In: Accounting
what is the sequence of the steps in the machine learning process
There are seven steps to machine learning:-
1.) Data Collection
Machine learning requires training data, a lot of it. Data collection, or datafication, is also the first step in my new D2 + A2 model.
2.) Data Preparation
Raw data alone is not very useful. The data needs to be prepared, normalized, de-duplicated and errors and bias need to be removed. Visualisation of the data can be used to look for patterns and outliers to see if the right data has been collected or if data is missing.
3.) Choosing a Model
The third step consists of selecting the right model. There are many models that can be used for many different purposes. Upon selecting the model, you need to make sure that the model meets the business goal.
4.) Training
Training your model is the bulk of machine learning. The objective is to use your training data and incrementally improve the predictions of the model.
5.) Evaluation
This step entails testing the machine learning against an unused control dataset to see how it performs.

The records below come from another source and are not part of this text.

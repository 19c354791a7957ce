//! cadenza-ingest - media library ingestion runner
//!
//! Imports audio into the library from the command line. A directory import
//! copies the files into a scratch directory under the root folder and runs
//! them through the background ingest queue, the same path uploads take.

use anyhow::{Context, Result};
use cadenza_common::config::{self, Settings};
use cadenza_ingest::models::{BatchState, PlaylistId, UserId};
use cadenza_ingest::services::file_scanner::is_supported;
use cadenza_ingest::Library;
use clap::{Parser, Subcommand};
use std::path::{Path, PathBuf};
use tracing::info;
use tracing_subscriber::EnvFilter;
use walkdir::WalkDir;

#[derive(Debug, Parser)]
#[command(name = "cadenza-ingest", version, about = "Media library ingestion")]
struct Cli {
    /// Config file (defaults to ~/.config/cadenza/cadenza.toml when present)
    #[arg(long, global = true)]
    config: Option<PathBuf>,

    /// Root folder holding the database and blobs
    #[arg(long, global = true)]
    root_folder: Option<PathBuf>,

    #[command(subcommand)]
    command: Command,
}

#[derive(Debug, Subcommand)]
enum Command {
    /// Import every supported file under a directory
    Import {
        dir: PathBuf,
        #[arg(long)]
        user: UserId,
        #[arg(long)]
        playlist: Option<PlaylistId>,
    },
    /// Import a single file
    File {
        path: PathBuf,
        #[arg(long)]
        user: UserId,
        #[arg(long)]
        playlist: Option<PlaylistId>,
    },
    /// List songs similar to a stored song
    Similar {
        song_id: i64,
        #[arg(long)]
        top: Option<usize>,
    },
}

#[tokio::main]
async fn main() -> Result<()> {
    let cli = Cli::parse();

    let toml = config::load_or_default(cli.config.as_deref())?;
    let settings = Settings::resolve(cli.root_folder.as_deref(), &toml)?;

    let filter = EnvFilter::try_from_default_env()
        .or_else(|_| EnvFilter::try_new(&settings.log_level))
        .context("invalid log filter")?;
    tracing_subscriber::fmt().with_env_filter(filter).init();

    info!("Starting cadenza-ingest {}", env!("CARGO_PKG_VERSION"));
    info!("Root folder: {}", settings.root_folder.display());

    let library = Library::from_settings(&settings)
        .await
        .context("failed to open library")?;

    let outcome = match cli.command {
        Command::Import { dir, user, playlist } => import_dir(&library, &settings, &dir, user, playlist).await,
        Command::File { path, user, playlist } => {
            let outcome = library
                .ingest(&path, user, playlist)
                .await
                .with_context(|| format!("failed to ingest {}", path.display()))?;
            println!("{}", serde_json::to_string_pretty(&outcome)?);
            Ok(())
        }
        Command::Similar { song_id, top } => {
            let similar = library.similar_songs(song_id, top).await?;
            println!("{}", serde_json::to_string_pretty(&similar)?);
            Ok(())
        }
    };

    library.shutdown().await;
    outcome
}

async fn import_dir(
    library: &Library,
    settings: &Settings,
    dir: &Path,
    user: UserId,
    playlist: Option<PlaylistId>,
) -> Result<()> {
    let scratch = settings
        .root_folder
        .join("scratch")
        .join(uuid::Uuid::new_v4().to_string());
    let staged = stage_uploads(dir, &scratch)
        .with_context(|| format!("failed to stage {}", dir.display()))?;
    info!(files = staged, scratch = %scratch.display(), "Staged uploads");

    let batch_id = library.ingest_batch(scratch, user, playlist).await?;

    let status = tokio::select! {
        status = library.queue().wait(batch_id) => status,
        _ = tokio::signal::ctrl_c() => {
            info!("Interrupted, cancelling batch");
            library.queue().cancel(batch_id).await;
            library.queue().wait(batch_id).await
        }
    };

    let status = status.context("batch status lost")?;
    println!("{}", serde_json::to_string_pretty(&status)?);

    if status.state == BatchState::Cancelled {
        anyhow::bail!("import cancelled");
    }
    Ok(())
}

/// Copy supported files into `scratch`, keeping the source folder name and
/// relative paths
///
/// Folder names are kept because genre resolution reads them.
fn stage_uploads(src: &Path, scratch: &Path) -> Result<usize> {
    let base = match src.file_name() {
        Some(name) => scratch.join(name),
        None => scratch.to_path_buf(),
    };
    std::fs::create_dir_all(&base)?;

    let mut staged = 0;
    for entry in WalkDir::new(src) {
        let entry = entry?;
        if !entry.file_type().is_file() || !is_supported(entry.path()) {
            continue;
        }

        let relative = entry.path().strip_prefix(src)?;
        let target = base.join(relative);
        if let Some(parent) = target.parent() {
            std::fs::create_dir_all(parent)?;
        }
        std::fs::copy(entry.path(), &target)?;
        staged += 1;
    }
    Ok(staged)
}
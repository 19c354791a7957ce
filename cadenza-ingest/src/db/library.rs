//! User library links and ratings

use super::songs::{song_columns, song_from_row};
use crate::models::{LibraryFilter, LibrarySong, LibrarySort, SongId, UserId};
use cadenza_common::Result;
use chrono::Utc;
use sqlx::{QueryBuilder, Row, Sqlite, SqlitePool};

/// Link a song to a user; an existing link is left untouched
pub async fn add_user_song(pool: &SqlitePool, user_id: UserId, song_id: SongId) -> Result<()> {
    sqlx::query(
        r#"
        INSERT INTO user_songs (user_id, song_id, added_at) VALUES (?, ?, ?)
        ON CONFLICT(user_id, song_id) DO NOTHING
        "#,
    )
    .bind(user_id)
    .bind(song_id)
    .bind(Utc::now())
    .execute(pool)
    .await?;

    Ok(())
}

/// Set a rating, creating the link if needed
pub async fn rate_song(pool: &SqlitePool, user_id: UserId, song_id: SongId, rating: i64) -> Result<()> {
    sqlx::query(
        r#"
        INSERT INTO user_songs (user_id, song_id, rating, added_at) VALUES (?, ?, ?, ?)
        ON CONFLICT(user_id, song_id) DO UPDATE SET rating = excluded.rating
        "#,
    )
    .bind(user_id)
    .bind(song_id)
    .bind(rating)
    .bind(Utc::now())
    .execute(pool)
    .await?;

    Ok(())
}

/// Returns true when a link was removed
pub async fn remove_user_song(pool: &SqlitePool, user_id: UserId, song_id: SongId) -> Result<bool> {
    let result = sqlx::query("DELETE FROM user_songs WHERE user_id = ? AND song_id = ?")
        .bind(user_id)
        .bind(song_id)
        .execute(pool)
        .await?;

    Ok(result.rows_affected() > 0)
}

pub async fn user_has_song(pool: &SqlitePool, user_id: UserId, song_id: SongId) -> Result<bool> {
    let found: Option<i64> =
        sqlx::query_scalar("SELECT 1 FROM user_songs WHERE user_id = ? AND song_id = ?")
            .bind(user_id)
            .bind(song_id)
            .fetch_optional(pool)
            .await?;

    Ok(found.is_some())
}

/// Songs in a user's library with genre name and rating
pub async fn library_songs(
    pool: &SqlitePool,
    user_id: UserId,
    filter: &LibraryFilter,
    sort: LibrarySort,
) -> Result<Vec<LibrarySong>> {
    let mut qb: QueryBuilder<Sqlite> = QueryBuilder::new(format!(
        "SELECT {}, g.name AS genre_name, us.rating, us.added_at \
         FROM user_songs us \
         JOIN songs s ON s.id = us.song_id \
         LEFT JOIN genres g ON g.id = s.genre_id \
         WHERE us.user_id = ",
        song_columns()
    ));
    qb.push_bind(user_id);

    for (column, value) in [
        ("s.title", &filter.title),
        ("s.artist", &filter.artist),
        ("s.album", &filter.album),
        ("g.name", &filter.genre),
    ] {
        if let Some(value) = value.as_deref().filter(|v| !v.is_empty()) {
            qb.push(format!(" AND instr(lower(COALESCE({}, '')), lower(", column));
            qb.push_bind(value.to_string());
            qb.push(")) > 0");
        }
    }

    if let Some(year) = filter.year {
        qb.push(" AND s.year = ");
        qb.push_bind(year);
    }

    qb.push(format!(
        " ORDER BY {} {}, s.id ASC",
        sort.field.column(),
        sort.order.keyword()
    ));

    let rows = qb.build().fetch_all(pool).await?;

    rows.iter()
        .map(|row| -> Result<LibrarySong> {
            Ok(LibrarySong {
                song: song_from_row(row)?,
                genre: row.try_get("genre_name")?,
                rating: row.try_get("rating")?,
                added_at: row.try_get("added_at")?,
            })
        })
        .collect()
}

This might be representative of how the model works in the real world, but this does not have to be the case.
6.) Parameter Tuning
After evaluating your model, we should test the orginally set parameters to improve the AI. Increasing the number of training cycles can lead to more accurate results. However, you should define when a model is good enough as otherwise, you will continue to tweak the model. Hence, it's an experimental process.
7.) Prediction
Once we have gone through the process of collecting data, preparing the data, selecting the model, training and evaluating the model and tuning the parameters, there can be all kinds of predictions, ranging from image recognition to semantics to predective analytics.